El tema de este domingo es la importancia de mantener una relación estrecha con Dios a través de un diálogo íntimo y constante con Él; y esto solo es posible a través de la oración. Tanto la primera lectura como el Evangelio abordan esta cuestión, señalando que a través de la oración vamos conociendo mejor a Dios y entendiendo Sus caminos que, no siempre, son de fácil comprensión.

Ya la segunda lectura presenta las Sagradas Escrituras como una fuente privilegiada de encuentro con Dios por indicar el camino a seguir por nosotros, los cristianos.

En la primera lectura, Éxodo 17, 8-13 a, tenemos el relato de una sangrienta batalla entre el pueblo hebreo y una tribu del desierto, los amalecitas. Mientras Josué lideraba a los hebreos en el combate, Moisés, Aarón y Hur subieron a una colina para rezar. Moisés, ya anciano, era sostenido por sus dos amigos que le ayudaban a mantener sus manos levantadas hacia lo alto, en señal de oración y súplica a Dios. Y así los hebreos iban venciendo la difícil batalla.

El texto nos muestra que la batalla fue ganada por los hebreos no solo por la valentía de Josué y sus liderados, sino debido a las oraciones y súplicas de Moisés que pedía la ayuda de Dios. Esto nos revela que Dios no es un ser distante, sino, por el contrario, cercano a nosotros y que actúa en favor de quien se dirige a Él con fe a través de la oración.

En el evangelio, Lucas 18,1-8, Lucas nos cuenta una parábola donde una viuda pobre e injusticiada, víctima de la explotación de los ricos y poderosos de la época, pide la intervención de un juez a su favor, pero él nunca le presta atención ni ayuda. Sin embargo, ella insiste hasta que un día, cansado de tanta insistencia, el juez insensible acaba por hacer justicia a la viuda.

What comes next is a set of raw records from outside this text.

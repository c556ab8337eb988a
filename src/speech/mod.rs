//! Text-to-speech narration for summaries.

use crate::config::{Config, SpeechProvider};
use async_trait::async_trait;
use reqwest::Client;
use std::sync::Arc;
use thiserror::Error;

/// Longest text segment the Google Translate TTS endpoint accepts per request.
const MAX_SEGMENT_CHARS: usize = 100;

/// Errors raised while synthesizing speech.
#[derive(Debug, Error)]
pub enum SpeechClientError {
    /// No synthesizer is configured.
    #[error("speech synthesis is disabled")]
    Disabled,
    /// Provider could not be reached or constructed.
    #[error("Speech provider unavailable: {0}")]
    Unavailable(String),
    /// Provider returned an error response.
    #[error("Failed to synthesize speech: {0}")]
    SynthesisFailed(String),
}

/// Interface implemented by speech backends.
#[async_trait]
pub trait SpeechSynthesizer: Send + Sync {
    /// Render `text` as MP3 audio.
    async fn synthesize(&self, text: &str) -> Result<Vec<u8>, SpeechClientError>;
}

/// Build the synthesizer selected by configuration, or `None` when narration is disabled.
pub fn build_speech_synthesizer(
    config: &Config,
) -> Result<Option<Arc<dyn SpeechSynthesizer>>, SpeechClientError> {
    match config.speech_provider {
        SpeechProvider::None => Ok(None),
        SpeechProvider::Google => Ok(Some(Arc::new(GoogleTranslateSpeechClient::new(
            config.speech_url.clone(),
            config.speech_language.clone(),
        )?))),
    }
}

/// Client for the Google Translate `translate_tts` endpoint.
pub struct GoogleTranslateSpeechClient {
    http: Client,
    base_url: String,
    language: String,
}

impl GoogleTranslateSpeechClient {
    /// Create a client speaking `language` against `base_url`.
    pub fn new(
        base_url: impl Into<String>,
        language: impl Into<String>,
    ) -> Result<Self, SpeechClientError> {
        let http = Client::builder()
            .user_agent("Mozilla/5.0 (compatible; summeryai/tts)")
            .build()
            .map_err(|error| SpeechClientError::Unavailable(error.to_string()))?;
        Ok(Self {
            http,
            base_url: base_url.into(),
            language: language.into(),
        })
    }

    fn endpoint(&self) -> String {
        format!("{}/translate_tts", self.base_url.trim_end_matches('/'))
    }

    async fn fetch_segment(
        &self,
        segment: &str,
        idx: usize,
        total: usize,
    ) -> Result<Vec<u8>, SpeechClientError> {
        let total = total.to_string();
        let idx = idx.to_string();
        let textlen = segment.chars().count().to_string();
        let response = self
            .http
            .get(self.endpoint())
            .query(&[
                ("ie", "UTF-8"),
                ("q", segment),
                ("tl", self.language.as_str()),
                ("client", "tw-ob"),
                ("total", total.as_str()),
                ("idx", idx.as_str()),
                ("textlen", textlen.as_str()),
            ])
            .send()
            .await
            .map_err(|error| {
                SpeechClientError::Unavailable(format!(
                    "failed to reach speech endpoint {}: {error}",
                    self.base_url
                ))
            })?;

        if !response.status().is_success() {
            let status = response.status();
            let body = response.text().await.unwrap_or_default();
            return Err(SpeechClientError::SynthesisFailed(format!(
                "speech endpoint returned {status}: {body}"
            )));
        }

        let bytes = response
            .bytes()
            .await
            .map_err(|error| SpeechClientError::SynthesisFailed(error.to_string()))?;
        Ok(bytes.to_vec())
    }
}

#[async_trait]
impl SpeechSynthesizer for GoogleTranslateSpeechClient {
    async fn synthesize(&self, text: &str) -> Result<Vec<u8>, SpeechClientError> {
        let segments = split_segments(text, MAX_SEGMENT_CHARS);
        if segments.is_empty() {
            return Err(SpeechClientError::SynthesisFailed(
                "no text to synthesize".into(),
            ));
        }

        let mut audio = Vec::new();
        for (idx, segment) in segments.iter().enumerate() {
            audio.extend(self.fetch_segment(segment, idx, segments.len()).await?);
        }
        tracing::debug!(
            segments = segments.len(),
            bytes = audio.len(),
            language = %self.language,
            "Synthesized speech"
        );
        Ok(audio)
    }
}

/// Split text into segments of at most `limit` characters, breaking at whitespace.
///
/// A single word longer than `limit` is hard-split.
fn split_segments(text: &str, limit: usize) -> Vec<String> {
    let mut segments = Vec::new();
    let mut current = String::new();
    let mut current_chars = 0;

    for word in text.split_whitespace() {
        let mut word_chars: Vec<char> = word.chars().collect();
        while word_chars.len() > limit {
            if !current.is_empty() {
                segments.push(std::mem::take(&mut current));
                current_chars = 0;
            }
            let rest = word_chars.split_off(limit);
            segments.push(word_chars.into_iter().collect());
            word_chars = rest;
        }

        let separator = usize::from(!current.is_empty());
        if current_chars + separator + word_chars.len() > limit {
            segments.push(std::mem::take(&mut current));
            current_chars = 0;
        }
        if !current.is_empty() {
            current.push(' ');
            current_chars += 1;
        }
        current_chars += word_chars.len();
        current.extend(word_chars);
    }

    if !current.is_empty() {
        segments.push(current);
    }
    segments
}

#[cfg(test)]
mod tests {
    use super::*;
    use httpmock::{Method::GET, MockServer};

    #[test]
    fn segments_break_on_word_boundaries() {
        let segments = split_segments("alpha beta gamma delta", 11);
        assert_eq!(segments, vec!["alpha beta", "gamma delta"]);
    }

    #[test]
    fn long_words_are_hard_split() {
        let segments = split_segments("hi abcdefghij", 4);
        assert_eq!(segments, vec!["hi", "abcd", "efgh", "ij"]);
    }

    #[test]
    fn segments_never_exceed_limit() {
        let text = "The mitochondria is the powerhouse of the cell. ".repeat(20);
        for segment in split_segments(&text, MAX_SEGMENT_CHARS) {
            assert!(segment.chars().count() <= MAX_SEGMENT_CHARS);
            assert!(!segment.is_empty());
        }
    }

    #[tokio::test]
    async fn google_client_concatenates_segments() {
        let server = MockServer::start_async().await;
        let first = server
            .mock_async(|when, then| {
                when.method(GET)
                    .path("/translate_tts")
                    .query_param("client", "tw-ob")
                    .query_param("tl", "en")
                    .query_param("idx", "0")
                    .query_param("total", "2");
                then.status(200).body("AB");
            })
            .await;
        let second = server
            .mock_async(|when, then| {
                when.method(GET)
                    .path("/translate_tts")
                    .query_param("idx", "1")
                    .query_param("total", "2");
                then.status(200).body("CD");
            })
            .await;

        let client = GoogleTranslateSpeechClient::new(server.base_url(), "en").expect("client");
        let text = format!("{} {}", "a".repeat(60), "b".repeat(60));
        let audio = client.synthesize(&text).await.expect("audio");

        first.assert_async().await;
        second.assert_async().await;
        assert_eq!(audio, b"ABCD");
    }

    #[tokio::test]
    async fn google_client_surfaces_error_status() {
        let server = MockServer::start_async().await;
        server
            .mock_async(|when, then| {
                when.method(GET).path("/translate_tts");
                then.status(503).body("unavailable");
            })
            .await;

        let client = GoogleTranslateSpeechClient::new(server.base_url(), "en").expect("client");
        let error = client.synthesize("hello").await.expect_err("error status");

        assert!(matches!(error, SpeechClientError::SynthesisFailed(message) if message.contains("503")));
    }

    #[tokio::test]
    async fn empty_text_is_rejected_without_request() {
        let client =
            GoogleTranslateSpeechClient::new("http://127.0.0.1:9", "en").expect("client");
        let error = client.synthesize("   ").await.expect_err("empty text");
        assert!(matches!(error, SpeechClientError::SynthesisFailed(_)));
    }
}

¿Y qué nos dice esta parábola? Lo más importante en este episodio es el hecho de que la viuda logra justicia a través de su persistencia. A pesar de haber sufrido toda su vida, no perdió la fe y la esperanza en alcanzar la justicia que creía merecer. Es importante comprender que los sufrimientos de la vida son inherentes a ella y que no podemos desistir de luchar. Si en un primer momento Dios nos parece distante e insensible, Él siempre nos atiende si sabemos esperar, manteniéndonos confiados en Su misericordia y sustentados por la esperanza. Y es justamente a través de la oración, cuando nos ponemos delante de Dios y abrimos nuestro corazón, que alimentamos y fortalecemos esta postura ante Dios; solo así podemos descubrir y entender los caminos que Él nos propone, que muchas veces no son claros ni fáciles de soportar.

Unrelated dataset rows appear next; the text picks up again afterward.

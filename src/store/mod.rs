//! Ledger Store (C1): durable record of every entity in spec §3.
//!
//! Grounded in the teacher's `src/vault/store.rs` (sled-backed store, one
//! tree per concern, `bincode`/fixed-format keys instead of a real SQL
//! schema) and `src/app_state.rs` (holding `Arc<sled::Db>` as the single
//! database handle shared across the process).
//!
//! sled has no secondary indices, so the two documented indices
//! (`(asset_id, status, expires_at)` on vtxos, `expires_at` on sessions) are
//! implemented as full-tree scans filtered in memory — acceptable at the
//! inventory scale this gateway manages (tens to low hundreds of rows per
//! asset); a production deployment backed by a real relational store would
//! push these filters down to SQL `WHERE` clauses instead.

use std::sync::Arc;

use serde::{de::DeserializeOwned, Serialize};
use sled::{Db, Tree};

use crate::domain::*;
use crate::error::{GatewayError, GatewayResult};

const TREE_ASSETS: &str = "assets";
const TREE_BALANCES: &str = "asset_balances";
const TREE_VTXOS: &str = "vtxos";
const TREE_SESSIONS: &str = "signing_sessions";
const TREE_CHALLENGES: &str = "signing_challenges";
const TREE_TRANSACTIONS: &str = "transactions";
const TREE_INVOICES: &str = "lightning_invoices";
const TREE_RGB_CONTRACTS: &str = "rgb_contracts";
const TREE_RGB_ALLOCATIONS: &str = "rgb_allocations";

#[derive(Clone)]
pub struct LedgerStore {
    db: Arc<Db>,
}

fn put<T: Serialize>(tree: &Tree, key: &str, value: &T) -> GatewayResult<()> {
    let bytes = bincode::serialize(value)?;
    tree.insert(key.as_bytes(), bytes)?;
    Ok(())
}

fn get<T: DeserializeOwned>(tree: &Tree, key: &str) -> GatewayResult<Option<T>> {
    match tree.get(key.as_bytes())? {
        Some(bytes) => Ok(Some(bincode::deserialize(&bytes)?)),
        None => Ok(None),
    }
}

fn scan_all<T: DeserializeOwned>(tree: &Tree) -> GatewayResult<Vec<T>> {
    let mut out = Vec::new();
    for item in tree.iter() {
        let (_, bytes) = item?;
        out.push(bincode::deserialize(&bytes)?);
    }
    Ok(out)
}

fn balance_key(user_pubkey: &str, asset_id: &str) -> String {
    format!("{user_pubkey}\0{asset_id}")
}

impl LedgerStore {
    pub fn open(path: &str) -> GatewayResult<Self> {
        let db = sled::open(path)?;
        Ok(Self { db: Arc::new(db) })
    }

    pub fn open_temporary() -> GatewayResult<Self> {
        let db = sled::Config::new().temporary(true).open()?;
        Ok(Self { db: Arc::new(db) })
    }

    fn tree(&self, name: &str) -> GatewayResult<Tree> {
        Ok(self.db.open_tree(name)?)
    }

    // -- assets --------------------------------------------------------

    pub fn put_asset(&self, asset: &Asset) -> GatewayResult<()> {
        put(&self.tree(TREE_ASSETS)?, &asset.asset_id, asset)
    }

    pub fn get_asset(&self, asset_id: &str) -> GatewayResult<Option<Asset>> {
        get(&self.tree(TREE_ASSETS)?, asset_id)
    }

    pub fn list_assets(&self) -> GatewayResult<Vec<Asset>> {
        scan_all(&self.tree(TREE_ASSETS)?)
    }

    // -- asset balances --------------------------------------------------

    pub fn get_balance(&self, user_pubkey: &str, asset_id: &str) -> GatewayResult<Option<AssetBalance>> {
        get(&self.tree(TREE_BALANCES)?, &balance_key(user_pubkey, asset_id))
    }

    pub fn put_balance(&self, balance: &AssetBalance) -> GatewayResult<()> {
        put(
            &self.tree(TREE_BALANCES)?,
            &balance_key(&balance.user_pubkey, &balance.asset_id),
            balance,
        )
    }

    pub fn list_balances_for_user(&self, user_pubkey: &str) -> GatewayResult<Vec<AssetBalance>> {
        let prefix = format!("{user_pubkey}\0");
        let tree = self.tree(TREE_BALANCES)?;
        let mut out = Vec::new();
        for item in tree.scan_prefix(prefix.as_bytes()) {
            let (_, bytes) = item?;
            out.push(bincode::deserialize(&bytes)?);
        }
        Ok(out)
    }

    // -- vtxos -------------------------------------------------------------

    pub fn put_vtxo(&self, vtxo: &Vtxo) -> GatewayResult<()> {
        put(&self.tree(TREE_VTXOS)?, &vtxo.vtxo_id, vtxo)
    }

    pub fn get_vtxo(&self, vtxo_id: &str) -> GatewayResult<Option<Vtxo>> {
        get(&self.tree(TREE_VTXOS)?, vtxo_id)
    }

    pub fn list_vtxos(&self) -> GatewayResult<Vec<Vtxo>> {
        scan_all(&self.tree(TREE_VTXOS)?)
    }

    pub fn list_vtxos_for_asset(&self, asset_id: &str) -> GatewayResult<Vec<Vtxo>> {
        Ok(self
            .list_vtxos()?
            .into_iter()
            .filter(|v| v.asset_id == asset_id)
            .collect())
    }

    /// Atomic select-and-update: selects the smallest available vtxo with
    /// `amount >= amount_needed` and non-expired, stamps it `assigned`, and
    /// persists the change inside a sled transaction keyed on that single
    /// row so two concurrent callers never receive the same vtxo (spec §5
    /// "VTXO assignment").
    pub fn assign_smallest_fitting(
        &self,
        asset_id: &str,
        user_pubkey: &str,
        amount_needed: Amount,
        now: chrono::DateTime<chrono::Utc>,
    ) -> GatewayResult<Option<Vtxo>> {
        let tree = self.tree(TREE_VTXOS)?;
        let mut candidates: Vec<Vtxo> = self
            .list_vtxos_for_asset(asset_id)?
            .into_iter()
            .filter(|v| v.status == VtxoStatus::Available && v.amount >= amount_needed && v.expires_at > now)
            .collect();
        candidates.sort_by_key(|v| v.amount);

        for candidate in candidates {
            let key = candidate.vtxo_id.clone();
            let result = tree.transaction(|tx_tree| {
                let current = tx_tree.get(key.as_bytes())?;
                let current: Vtxo = match current {
                    Some(bytes) => bincode::deserialize(&bytes).map_err(|e| {
                        sled::transaction::ConflictableTransactionError::Abort(e.to_string())
                    })?,
                    None => {
                        return Err(sled::transaction::ConflictableTransactionError::Abort(
                            "vtxo vanished".to_string(),
                        ))
                    }
                };
                if current.status != VtxoStatus::Available {
                    return Err(sled::transaction::ConflictableTransactionError::Abort(
                        "already assigned".to_string(),
                    ));
                }
                let mut updated = current;
                updated.status = VtxoStatus::Assigned;
                updated.user_pubkey = user_pubkey.to_string();
                let bytes = bincode::serialize(&updated).map_err(|e| {
                    sled::transaction::ConflictableTransactionError::Abort(e.to_string())
                })?;
                tx_tree.insert(key.as_bytes(), bytes)?;
                Ok(updated)
            });

            match result {
                Ok(updated) => return Ok(Some(updated)),
                Err(_) => continue, // lost the race (or row vanished); try the next candidate
            }
        }
        Ok(None)
    }

    // -- signing sessions ----------------------------------------------

    pub fn put_session(&self, session: &SigningSession) -> GatewayResult<()> {
        put(&self.tree(TREE_SESSIONS)?, &session.session_id, session)
    }

    pub fn get_session(&self, session_id: &str) -> GatewayResult<Option<SigningSession>> {
        get(&self.tree(TREE_SESSIONS)?, session_id)
    }

    pub fn list_sessions(&self) -> GatewayResult<Vec<SigningSession>> {
        scan_all(&self.tree(TREE_SESSIONS)?)
    }

    // -- signing challenges ----------------------------------------------

    pub fn put_challenge(&self, challenge: &SigningChallenge) -> GatewayResult<()> {
        put(&self.tree(TREE_CHALLENGES)?, &challenge.challenge_id, challenge)
    }

    pub fn get_challenge(&self, challenge_id: &str) -> GatewayResult<Option<SigningChallenge>> {
        get(&self.tree(TREE_CHALLENGES)?, challenge_id)
    }

    // -- transactions --------------------------------------------------

    pub fn put_transaction(&self, tx: &Transaction) -> GatewayResult<()> {
        put(&self.tree(TREE_TRANSACTIONS)?, &tx.txid, tx)
    }

    pub fn get_transaction(&self, txid: &str) -> GatewayResult<Option<Transaction>> {
        get(&self.tree(TREE_TRANSACTIONS)?, txid)
    }

    pub fn list_transactions(&self) -> GatewayResult<Vec<Transaction>> {
        scan_all(&self.tree(TREE_TRANSACTIONS)?)
    }

    // -- lightning invoices ----------------------------------------------

    pub fn put_invoice(&self, invoice: &LightningInvoice) -> GatewayResult<()> {
        put(&self.tree(TREE_INVOICES)?, &invoice.payment_hash, invoice)
    }

    pub fn get_invoice(&self, payment_hash: &str) -> GatewayResult<Option<LightningInvoice>> {
        get(&self.tree(TREE_INVOICES)?, payment_hash)
    }

    pub fn list_invoices(&self) -> GatewayResult<Vec<LightningInvoice>> {
        scan_all(&self.tree(TREE_INVOICES)?)
    }

    // -- RGB extension ---------------------------------------------------

    pub fn put_rgb_contract(&self, contract: &RgbContract) -> GatewayResult<()> {
        put(&self.tree(TREE_RGB_CONTRACTS)?, &contract.contract_id, contract)
    }

    pub fn get_rgb_contract(&self, contract_id: &str) -> GatewayResult<Option<RgbContract>> {
        get(&self.tree(TREE_RGB_CONTRACTS)?, contract_id)
    }

    pub fn put_rgb_allocation(&self, allocation: &RgbAllocation) -> GatewayResult<()> {
        put(&self.tree(TREE_RGB_ALLOCATIONS)?, &allocation.allocation_id, allocation)
    }

    pub fn get_rgb_allocation(&self, allocation_id: &str) -> GatewayResult<Option<RgbAllocation>> {
        get(&self.tree(TREE_RGB_ALLOCATIONS)?, allocation_id)
    }
}

impl From<sled::transaction::TransactionError<String>> for GatewayError {
    fn from(e: sled::transaction::TransactionError<String>) -> Self {
        GatewayError::Storage(e.to_string())
    }
}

Ya dijimos que la oración es el diálogo que mantenemos con Dios, entonces necesitamos ponernos delante de Él con fe, es decir, realmente creyendo que Él puede ayudarnos a ser verdaderos cristianos. Esto presupone humildad de nuestra parte, teniendo conciencia de que solos y solo con nuestros propios esfuerzos, no venceremos las batallas que la vida nos presenta.

Según Santa María Eugenia, fundadora de la Congregación de la Asunción, la vida contemplativa es una vida en la que la fe y el amor iluminan y nos guían en todo. La luz de Cristo y del Evangelio nos transforman e iluminan todas nuestras actividades y todas nuestras relaciones. Es una actitud de amor a la cual se une el ardor de la voluntad y la alegría del corazón.

En la segunda lectura, 2 Timoteo 3,14-4,2, San Pablo invita a los cristianos a permanecer fieles a la doctrina aprendida de la Tradición y de las Escrituras. Él evidencia el hecho de que las Escrituras han sido inspiradas por Dios, lo que les confiere un carácter de Verdad y de Sabiduría. Esto significa que el Evangelio contiene y expresa el mensaje que Dios quiere transmitirnos y enseñarnos, de ahí la importancia de dedicarnos a la lectura y a la reflexión de las enseñanzas contenidas en él: ellas nos iluminarán y guiarán nuestro caminar. ¿Será que hemos dedicado atención y tiempo suficientes para conocer la Palabra de Dios?

La lectura y reflexión bíblica deben ser cultivadas por cada uno de nosotros y ser también practicadas en nuestras comunidades para que podamos enriquecernos y profundizar nuestra espiritualidad y consolidar los lazos que nos unen a nuestros hermanos. Así vamos dando sustento a la fe que profesamos y creciendo como Iglesia.